Thursday, June 24, 2010

Roma


Kathy here....I think, anyway. I'm feeling that jet lagged stupor that always comes with this kind of overnight European travel. Compounded by the fact that Italy played in the World Cup just now so the streets of Rome were practically dead...everyone was at home watching, even the pizza maker at the small cafe we tried to eat at earlier this afternoon. (Had to settle for bruschetta with fresh tomatoes, baby arugula, olive oil and a spray bottle of amazing balsamic...drag, really). At the end, when Italy lost the match, there were some haphazard car horns but now things are starting to get lively again. In short, kind of surreal, like a good Fellini film.
Our arrival was pretty smooth, considering none of us has travelled in Europe at all recently. Great train ride from the airport to the main Termini station. No one tried the GOO scam on us and we figured out the ticket system pretty easily. A few blocks later and we were in our very chic hotel being served espresso by our host Andrea while he showed us a map and explained a few things. Our room is small, with high ceilings, and a lovely two shuttered window overlooking the street below with all of its various activities. Cool graphic of a Vespa painted on the wall and a full length three paneled black and white photo of Audrey Hepburn. Not to mention the computer with free wireless in the room. Iris figured that out lickety split. The hotel is in the East African area of Rome, so we are in fact quite at home...small cafes with African and Italian food, men sitting around talking and smoking and hair salons with loads of chatting African women. Thinking to head out for a walk and late dinner now...more later.

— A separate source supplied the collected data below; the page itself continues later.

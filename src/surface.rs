//! The service's network surface.
//!
//! A [`Surface`] owns two route trees:
//!
//! ```text
//!              ┌──────────────────────────────┐
//!  0.0.0.0:8000│ public  router │ healthcheck │  ← load balancer, clients
//!              ├──────────────────────────────┤
//! 127.0.0.1:8001 private router │ healthcheck │  ← sidecars, operators
//!              └──────────────────────────────┘
//! ```
//!
//! Routes are registered during setup; [`bind`](Surface::bind) freezes them
//! and opens the listeners, and [`Listening::serve`] runs until shutdown.
//! CORS and compression apply to the public listener only.

use std::net::{Ipv4Addr, SocketAddr};
use std::sync::Arc;

use http::Method;
use tokio::net::TcpListener;
use tokio_util::sync::CancellationToken;

use crate::chunked::ChunkedArrayEmitter;
use crate::config::Settings;
use crate::error::Error;
use crate::health::HealthCheck;
use crate::route::{Route, normalize_path};
use crate::router::{RouteRegistrar, Router, Visibility};
use crate::server::{self, Stack};

pub struct Surface {
    public: Router,
    private: Router,
    settings: Settings,
    disabled: bool,
}

impl Surface {
    /// Both trees start out holding only the health route.
    pub fn new(settings: &Settings, health: HealthCheck) -> Result<Self, Error> {
        let emitter = ChunkedArrayEmitter::new(settings.max_rows_per_chunk);
        let mut surface = Self {
            public: Router::with_emitter(emitter),
            private: Router::with_emitter(emitter),
            settings: settings.clone(),
            disabled: false,
        };

        let path = normalize_path(&settings.healthcheck_path);
        surface.public.insert(Method::GET, &path, health.endpoint())?;
        surface.private.insert(Method::GET, &path, health.endpoint())?;
        crate::startup!(path = %path, "health check route registered");
        Ok(surface)
    }

    /// No listeners are opened. Used by services composed inside another
    /// service that already owns the network.
    pub fn disable(&mut self) {
        self.disabled = true;
    }

    pub fn is_disabled(&self) -> bool {
        self.disabled
    }

    /// Registers `route` on the tree its visibility selects.
    pub fn add(&mut self, route: Route) -> Result<(), Error> {
        if route.get_visibility() == Visibility::Private && !self.settings.private_http_enabled {
            tracing::debug!(path = route.path(), "private listener disabled; route will not be served");
        }
        self.tree(route.get_visibility()).register(route)
    }

    fn tree(&mut self, visibility: Visibility) -> &mut Router {
        match visibility {
            Visibility::Public => &mut self.public,
            Visibility::Private => &mut self.private,
        }
    }

    pub fn public(&self) -> &Router { &self.public }
    pub fn private(&self) -> &Router { &self.private }
    pub fn settings(&self) -> &Settings { &self.settings }

    /// Opens the listeners. Port `0` picks an ephemeral port; read it back
    /// from [`Listening::public_addr`].
    pub async fn bind(self) -> Result<Listening, Error> {
        let public_stack = Stack::from_settings(&self.settings);
        if self.disabled {
            crate::startup!("HTTP disabled; no listeners opened");
            return Ok(Listening { public: None, private: None, public_stack });
        }

        let addr = resolve(self.settings.http_interface.as_deref(), self.settings.http_port).await?;
        let public = bind(addr, self.public, Visibility::Public).await?;

        let private = if self.settings.private_http_enabled {
            let addr = SocketAddr::from((Ipv4Addr::LOCALHOST, self.settings.private_http_port));
            Some(bind(addr, self.private, Visibility::Private).await?)
        } else {
            None
        };

        Ok(Listening { public: Some(public), private, public_stack })
    }
}

impl RouteRegistrar for Surface {
    fn register(&mut self, route: Route) -> Result<(), Error> {
        self.add(route)
    }
}

async fn resolve(interface: Option<&str>, port: u16) -> Result<SocketAddr, Error> {
    let Some(host) = interface else {
        return Ok(SocketAddr::from((Ipv4Addr::UNSPECIFIED, port)));
    };
    let invalid = || Error::InvalidConfig { key: "HTTP_INTERFACE".to_owned(), value: host.to_owned() };
    let mut addrs = tokio::net::lookup_host((host, port)).await.map_err(|_| invalid())?;
    addrs.next().ok_or_else(invalid)
}

async fn bind(addr: SocketAddr, router: Router, side: Visibility) -> Result<Bound, Error> {
    let listener = TcpListener::bind(addr)
        .await
        .map_err(|source| Error::Bind { addr: addr.to_string(), source })?;
    let local = listener.local_addr()?;
    crate::startup!(%side, addr = %local, "listening");
    Ok(Bound { listener, router: Arc::new(router), addr: local })
}

struct Bound {
    listener: TcpListener,
    router: Arc<Router>,
    addr: SocketAddr,
}

/// Open listeners, ready to serve.
pub struct Listening {
    public: Option<Bound>,
    private: Option<Bound>,
    public_stack: Stack,
}

impl Listening {
    pub fn public_addr(&self) -> Option<SocketAddr> {
        self.public.as_ref().map(|b| b.addr)
    }

    pub fn private_addr(&self) -> Option<SocketAddr> {
        self.private.as_ref().map(|b| b.addr)
    }

    /// Serves until `shutdown` is cancelled, then closes the public listener,
    /// then the private one, and waits for open connections to finish.
    pub async fn serve(self, shutdown: CancellationToken) {
        let Self { public, private, public_stack } = self;

        if public.is_none() && private.is_none() {
            shutdown.cancelled().await;
            return;
        }

        // One token per side so the two close in a fixed order.
        let public_side = CancellationToken::new();
        let private_side = CancellationToken::new();
        let _guards = (public_side.clone().drop_guard(), private_side.clone().drop_guard());

        let public = public.map(|b| {
            let token = public_side.clone();
            tokio::spawn(server::accept_loop(b.listener, b.router, public_stack, token, Visibility::Public))
        });
        let private = private.map(|b| {
            let token = private_side.clone();
            tokio::spawn(server::accept_loop(b.listener, b.router, Stack::default(), token, Visibility::Private))
        });

        shutdown.cancelled().await;

        let mut open = Vec::with_capacity(2);
        for (side, token, accepting) in [
            (Visibility::Public, public_side, public),
            (Visibility::Private, private_side, private),
        ] {
            token.cancel();
            let Some(accepting) = accepting else { continue };
            match accepting.await {
                Ok(tasks) => open.push(tasks),
                Err(e) => tracing::error!(%side, "accept loop failed: {e}"),
            }
        }

        for tasks in open {
            server::drain(tasks).await;
        }
        crate::startup!("listeners closed");
    }
}

#[cfg(test)]
mod tests {
    use super::*;
    use bytes::Bytes;
    use http::StatusCode;
    use http_body_util::Full;

    fn get(path: &str) -> http::Request<Full<Bytes>> {
        http::Request::get(path).body(Full::new(Bytes::new())).unwrap()
    }

    #[tokio::test]
    async fn health_on_both_trees() {
        let settings = Settings { healthcheck_path: "status/".into(), ..Settings::default() };
        let surface = Surface::new(&settings, HealthCheck::always_healthy()).unwrap();
        assert_eq!(surface.public().dispatch(get("/status")).await.status_code(), StatusCode::OK);
        assert_eq!(surface.private().dispatch(get("/status")).await.status_code(), StatusCode::OK);
    }

    #[tokio::test]
    async fn disabled_surface_opens_nothing() {
        let mut surface = Surface::new(&Settings::default(), HealthCheck::default()).unwrap();
        surface.disable();
        let listening = surface.bind().await.unwrap();
        assert_eq!(listening.public_addr(), None);
        assert_eq!(listening.private_addr(), None);

        let token = CancellationToken::new();
        token.cancel();
        listening.serve(token).await;
    }

    /// Records the `side` of every "closing listener" event.
    #[derive(Clone, Default)]
    struct Closed(Arc<std::sync::Mutex<Vec<String>>>);

    #[derive(Default)]
    struct Fields {
        message: String,
        side: String,
    }

    impl tracing::field::Visit for Fields {
        fn record_debug(&mut self, field: &tracing::field::Field, value: &dyn std::fmt::Debug) {
            match field.name() {
                "message" => self.message = format!("{value:?}"),
                "side" => self.side = format!("{value:?}"),
                _ => {}
            }
        }
    }

    impl<S: tracing::Subscriber> tracing_subscriber::Layer<S> for Closed {
        fn on_event(&self, event: &tracing::Event<'_>, _ctx: tracing_subscriber::layer::Context<'_, S>) {
            let mut fields = Fields::default();
            event.record(&mut fields);
            if fields.message == "closing listener" {
                self.0.lock().unwrap().push(fields.side);
            }
        }
    }

    #[tokio::test]
    async fn public_listener_closes_before_private() {
        use tracing_subscriber::layer::SubscriberExt as _;

        let closed = Closed::default();
        let _guard = tracing::subscriber::set_default(tracing_subscriber::registry().with(closed.clone()));

        let settings = Settings {
            http_interface: Some("127.0.0.1".into()),
            http_port: 0,
            private_http_port: 0,
            ..Settings::default()
        };
        for _ in 0..3 {
            let listening = Surface::new(&settings, HealthCheck::always_healthy()).unwrap().bind().await.unwrap();
            let token = CancellationToken::new();
            let serving = tokio::spawn(listening.serve(token.clone()));
            tokio::task::yield_now().await;
            token.cancel();
            serving.await.unwrap();
        }

        let closed = closed.0.lock().unwrap();
        assert_eq!(closed.len(), 6);
        for pair in closed.chunks(2) {
            assert_eq!(pair, ["public", "private"]);
        }
    }

    #[tokio::test]
    async fn unresolvable_interface_is_a_config_error() {
        let err = resolve(Some("no such host.invalid"), 0).await.unwrap_err();
        assert!(matches!(err, Error::InvalidConfig { ref key, .. } if key == "HTTP_INTERFACE"));
    }
}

Baci

Wednesday, June 23, 2010

On Our Way To Rome

Iris here-
We arrived at the Ottawa Airport this morning expecting to fly to Thunder Bay until we found out that we could get out of that and go straight to Toronto! Thanks to the help of Air Canada's Christine, we flew to Toronto, and here we are now. We've been here for about three hours, and we still have about six and a half more hours to go before we fly off to Rome! It's been quite the journey so far, and we still have tons to go!
Here at the Toronto Pearson, we've been pretty much just chillin'!

here is rory,
Brother steve explained why our first stop on the road to Rome would be thunder bay. He said it didn't matter where we had our first stop, since all roads lead to Rome. Further, family reasons, paternal in particular, would take us to thunder bay, a city that used to be two towns, a fort and a port. Only some people would know the names of those erstwhile towns, fort William and port Arthur. And only some would spot the nominal connection to our father, William Arthur Magill.